Sanofi Aventis Firması

Güncelleme : 3 Temmuz 2018

Lasix yan etkileri, Lasix etkileri, Lasix zararları, Lasix belirtileri, Lasix uyarılar, Lasix önlemler, Lasix kilo aldırırmı, Lasix zayıflatırmı, Lasix zehirlenmesi, Lasix cinsellik, Lasix sorunlar, Lasix uykusuzluk, Lasix bağımlılık, Lasix bırakma bilgilerini içerir.

4.Olası yan etkiler nelerdir ?

Tüm ilaçlar gibi LASIX’in içeriğinde bulunan maddelere duyarlı olan kişilerde yan etkiler olabilir.

Aşağıdakilerden biri olursa, LASİX'i kullanmayı durdurunuz ve DERHAL doktorunuza bildiriniz veya size en yakın hastanenin acil bölümüne başvurunuz:

• Kaşıntı, kurdeşen, diğer döküntüler, içi sıvı dolu kabarcıklar, genelde kendiliğinden geçen, el, yüz ve ayakta dantele benzer kızarıklık oluşturan, aşırı duyarlılık durumu,

• Genellikle kollar ve bacaklarda deride içi su dolu kabarcıklar-büller-ile seyreden bir deri hastalığı,

• Pul pul dökülme ile seyreden iltihaplı bir tür deri hastalığı (eksfolyatif dermatit),

• İğne başı şeklinde kırmızı morarmalar (purpura), ışığa duyarlılık

• Ani aşırı duyarlılık reaksiyonu

• Ciltte ve göz çevresinde kan oturması, şişlik ve kızarıklıkla seyreden iltihap (Stevens Johnson Sendromu)

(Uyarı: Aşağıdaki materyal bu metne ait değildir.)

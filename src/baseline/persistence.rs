//! On-disk model blobs
//!
//! The database row is the index and carries the serving coefficients; the
//! blob is the audit/export record. Layout:
//! `MODEL_DIR/<machine>/<energy_source>/v<version>.json`.

use std::fs;
use std::path::{Path, PathBuf};

use chrono::{DateTime, Utc};
use serde::{Deserialize, Serialize};

use crate::error::CoreError;

/// Serialized form of a trained baseline.
#[derive(Debug, Clone, Serialize, Deserialize, PartialEq)]
pub struct ModelBlob {
    pub machine_id: String,
    pub energy_source: String,
    pub model_version: i32,
    /// Ordered feature keys; `coefficients[i]` belongs to `features[i]`.
    pub features: Vec<String>,
    pub intercept: f64,
    pub coefficients: Vec<f64>,
    pub r_squared: f64,
    pub rmse: f64,
    pub mae: f64,
    pub residual_std: f64,
    pub training_samples: usize,
    pub trained_at: DateTime<Utc>,
}

/// Path a blob will be written to.
pub fn blob_path(model_dir: &Path, machine_id: &str, energy_source: &str, version: i32) -> PathBuf {
    model_dir
        .join(sanitize(machine_id))
        .join(sanitize(energy_source))
        .join(format!("v{version}.json"))
}

/// Keep ids filesystem-safe without losing uniqueness for sane inputs.
fn sanitize(part: &str) -> String {
    part.chars()
        .map(|c| if c.is_alphanumeric() || c == '-' || c == '_' { c } else { '_' })
        .collect()
}

/// Write a blob, creating parent directories as needed. Returns the path.
pub fn write_blob(model_dir: &Path, blob: &ModelBlob) -> Result<PathBuf, CoreError> {
    let path = blob_path(
        model_dir,
        &blob.machine_id,
        &blob.energy_source,
        blob.model_version,
    );
    if let Some(parent) = path.parent() {
        fs::create_dir_all(parent)?;
    }
    let json = serde_json::to_vec_pretty(blob)?;
    fs::write(&path, json)?;
    Ok(path)
}

/// Load a blob back from disk.
pub fn load_blob(path: &Path) -> Result<ModelBlob, CoreError> {
    let bytes = fs::read(path)?;
    Ok(serde_json::from_slice(&bytes)?)
}

#[cfg(test)]
mod tests {
    use super::*;

    fn sample_blob() -> ModelBlob {
        ModelBlob {
            machine_id: "Compressor-1".into(),
            energy_source: "electricity".into(),
            model_version: 3,
            features: vec!["total_production_count".into(), "avg_outdoor_temp_c".into()],
            intercept: 12.5,
            coefficients: vec![0.042, -0.8],
            r_squared: 0.91,
            rmse: 2.1,
            mae: 1.6,
            residual_std: 2.2,
            training_samples: 408,
            trained_at: Utc::now(),
        }
    }

    #[test]
    fn blob_round_trips_through_disk() {
        let dir = tempfile::tempdir().unwrap();
        let blob = sample_blob();

        let path = write_blob(dir.path(), &blob).unwrap();
        assert!(path.ends_with("Compressor-1/electricity/v3.json"));

        let loaded = load_blob(&path).unwrap();
        assert_eq!(loaded, blob);
    }

    #[test]
    fn versions_live_side_by_side() {
        let dir = tempfile::tempdir().unwrap();
        let mut blob = sample_blob();
        let p3 = write_blob(dir.path(), &blob).unwrap();
        blob.model_version = 4;
        let p4 = write_blob(dir.path(), &blob).unwrap();
        assert_ne!(p3, p4);
        assert!(p3.exists() && p4.exists());
    }

    #[test]
    fn hostile_ids_cannot_escape_the_model_dir() {
        let path = blob_path(Path::new("/models"), "../../etc", "pass/wd", 1);
        assert!(path.starts_with("/models"));
        assert!(!path.to_string_lossy().contains(".."));
    }

    #[test]
    fn missing_blob_is_an_error() {
        assert!(load_blob(Path::new("/nonexistent/v1.json")).is_err());
    }
}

• Deride içi sıvı dolu kabarcıklarla seyreden ciddi bir hastalık (toksik epidermal nekroliz)

Bunların hepsi çok ciddi yan etkilerdir. Eğer bunlardan biri sizde mevcut ise, sizin, LASİX'e karşı ciddi alerjiniz var demektir.

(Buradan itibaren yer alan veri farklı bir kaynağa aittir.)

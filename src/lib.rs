//! EnMS Analytics Service
//!
//! Stateful analytics engine for factory energy management:
//!
//! - **Store Adapter**: typed TimescaleDB access (hypertables + continuous aggregates)
//! - **Feature Aggregator**: dense per-bucket feature tables with granularity fallback
//! - **Baseline Engine**: OLS regression baselines with auto feature selection
//! - **Anomaly Engine**: isolation-forest detection with severity classification
//! - **KPI Engine**: SEC, peak demand, load factor, TOU cost, carbon
//! - **Event Bus**: Redis pub/sub publisher + subscriber
//! - **WebSocket Fan-out**: typed topic broadcast to dashboards
//! - **Scheduler**: cron-like retraining, detection, KPI pre-compute, cleanup

pub mod config;
pub mod error;
pub mod types;
pub mod events;
pub mod store;
pub mod features;
pub mod baseline;
pub mod anomaly;
pub mod kpi;
pub mod ws;
pub mod limits;
pub mod scheduler;
pub mod context;
pub mod api;

// Re-export the configuration root
pub use config::AppConfig;

// Re-export commonly used types
pub use types::{
    Anomaly, AnomalySeverity, AnomalyStatus, AnomalyType, BaselineModel, EnergySource,
    EnergySourceFeature, Granularity, JobStatus, Machine, ModelType, Seu, TimeRange, TrainingJob,
};

// Re-export error kinds
pub use error::CoreError;

// Re-export the event vocabulary
pub use events::{BusChannel, BusEvent, WsTopic};

// Re-export the shared context
pub use context::CoreContext;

Acil tıbbi müdahaleye veya hastaneye yatırılmanıza gerek olabilir.

Aşağıdakilerden herhangi birini fark ederseniz, hemen doktorunuza bildiriniz veya size en yakın hastanenin acil bölümüne başvurunuz:

• Trombositopeni ( trombosit-kan pulcuğu- sayısında azalma), akyuvar sayısında azalma, agranülositoz (beyaz kan hücreleri sayısında azalma), aplastik anemi (kan hücreleri sayısında ciddi azalma), bir tür kansızlık (hemolitik anemi)

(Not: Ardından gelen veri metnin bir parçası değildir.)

//! Router-level regression tests
//!
//! These exercise the HTTP surface without a live PostgreSQL or Redis: the
//! context uses a lazy pool and a disabled bus, so only endpoints that
//! degrade gracefully (health, scheduler, stats, docs) are driven here.

use std::net::SocketAddr;
use std::sync::Arc;

use axum::body::Body;
use axum::extract::connect_info::ConnectInfo;
use axum::http::{Request, StatusCode};
use http_body_util::BodyExt;
use tower::ServiceExt;

use enms_analytics::api::create_app;
use enms_analytics::config::AppConfig;
use enms_analytics::context::CoreContext;

fn test_ctx() -> Arc<CoreContext> {
    CoreContext::for_tests(AppConfig::default())
}

fn get(uri: &str) -> Request<Body> {
    let addr: SocketAddr = "127.0.0.1:4711".parse().unwrap();
    Request::builder()
        .uri(uri)
        .extension(ConnectInfo(addr))
        .body(Body::empty())
        .unwrap()
}

async fn body_json(response: axum::response::Response) -> serde_json::Value {
    let bytes = response.into_body().collect().await.unwrap().to_bytes();
    serde_json::from_slice(&bytes).unwrap()
}

#[tokio::test]
async fn health_reports_degraded_without_database() {
    let app = create_app(test_ctx());
    let response = app.oneshot(get("/api/v1/health")).await.unwrap();
    assert_eq!(response.status(), StatusCode::OK);

    let json = body_json(response).await;
    assert_eq!(json["service"], "enms-analytics");
    assert_eq!(json["status"], "degraded");
    assert_eq!(json["dependencies"]["database"], false);
    assert_eq!(json["features"]["scheduler_enabled"], true);
    // all four jobs are described even before the scheduler runs
    assert_eq!(json["scheduler"].as_array().unwrap().len(), 4);
}

#[tokio::test]
async fn rate_limit_headers_are_stamped_on_every_response() {
    let app = create_app(test_ctx());
    let response = app.oneshot(get("/api/v1/health")).await.unwrap();

    let headers = response.headers();
    // /health is a critical-class endpoint with the default budget of 100
    assert_eq!(headers["x-ratelimit-limit"], "100");
    assert!(headers.contains_key("x-ratelimit-remaining"));
    assert!(headers.contains_key("x-ratelimit-reset"));
}

#[tokio::test]
async fn scheduler_status_lists_all_jobs() {
    let app = create_app(test_ctx());
    let response = app.oneshot(get("/api/v1/scheduler/status")).await.unwrap();
    assert_eq!(response.status(), StatusCode::OK);

    let json = body_json(response).await;
    assert_eq!(json["enabled"], true);
    let ids: Vec<&str> = json["jobs"]
        .as_array()
        .unwrap()
        .iter()
        .map(|j| j["id"].as_str().unwrap())
        .collect();
    for expected in [
        "baseline_retrain",
        "anomaly_detect",
        "kpi_calculate",
        "training_cleanup",
    ] {
        assert!(ids.contains(&expected), "missing job {expected}");
    }
}

#[tokio::test]
async fn trigger_unknown_job_is_404_with_detail() {
    let app = create_app(test_ctx());
    let addr: SocketAddr = "127.0.0.1:4711".parse().unwrap();
    let request = Request::builder()
        .method("POST")
        .uri("/api/v1/scheduler/trigger/defrag_disks")
        .extension(ConnectInfo(addr))
        .body(Body::empty())
        .unwrap();

    let response = app.oneshot(request).await.unwrap();
    assert_eq!(response.status(), StatusCode::NOT_FOUND);
    let json = body_json(response).await;
    assert!(json["detail"].as_str().unwrap().contains("defrag_disks"));
}

#[tokio::test]
async fn connection_stats_reflect_the_in_flight_request() {
    let app = create_app(test_ctx());
    let response = app.oneshot(get("/api/v1/stats/connections")).await.unwrap();
    assert_eq!(response.status(), StatusCode::OK);

    let json = body_json(response).await;
    // the request being served holds one throttle slot itself
    assert_eq!(json["open_requests"], 1);
    assert_eq!(json["max_per_ip"], 10);
    assert_eq!(json["max_total"], 100);
    assert_eq!(json["websocket_clients"], 0);
}

#[tokio::test]
async fn openapi_document_is_served() {
    let app = create_app(test_ctx());
    let response = app.oneshot(get("/openapi.json")).await.unwrap();
    assert_eq!(response.status(), StatusCode::OK);

    let json = body_json(response).await;
    assert_eq!(json["info"]["title"], "EnMS Analytics Service");
    assert!(json["paths"]["/api/v1/baseline/train"].is_object());
}

#[tokio::test]
async fn unknown_route_is_404() {
    let app = create_app(test_ctx());
    let response = app.oneshot(get("/api/v1/espresso")).await.unwrap();
    assert_eq!(response.status(), StatusCode::NOT_FOUND);
}

#[tokio::test]
async fn websocket_route_rejects_plain_get_for_known_topic() {
    let app = create_app(test_ctx());
    // no upgrade headers → the upgrade extractor rejects with a client error
    let response = app.oneshot(get("/ws/dashboard")).await.unwrap();
    assert!(response.status().is_client_error());
}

• Kanda eozinofil (bir tür alerji hücresi) sayısında artış

• Hemokonsantrasyon (Kan sıvısının azalmasına bağlı olarak kanın konsantrasyonunda artma)

• Karaciğer hastalığına bağlı olarak gelişen nöropsikiyatrik sendrom (hepatik ensefalopati)

• Böbrek yetersizliği

• Kandaki protein miktarı anormal düşüş olan hastalarda özellikle böbreklerinde ciddi hasar olanlarda işitme bozuklukları ve kulak çınlaması

• Karaciğer içi bir nedene bağlı olarak safra akışının yavaşlaması veya durması

• Akut pankreas iltihabı

• Su atılımında artış

• Özellikle potasyum, kalsiyum, magnezyum atılımında artış, metabolik alkaloz (kanda bikarbonat konsantrasyonu artışına bağlı kan pH'sının artığı metabolik durum)

• Gut atakları (Eklemlerde iltihap ve ağrıya neden olan ürik asit artışı ile karakterize hastalık)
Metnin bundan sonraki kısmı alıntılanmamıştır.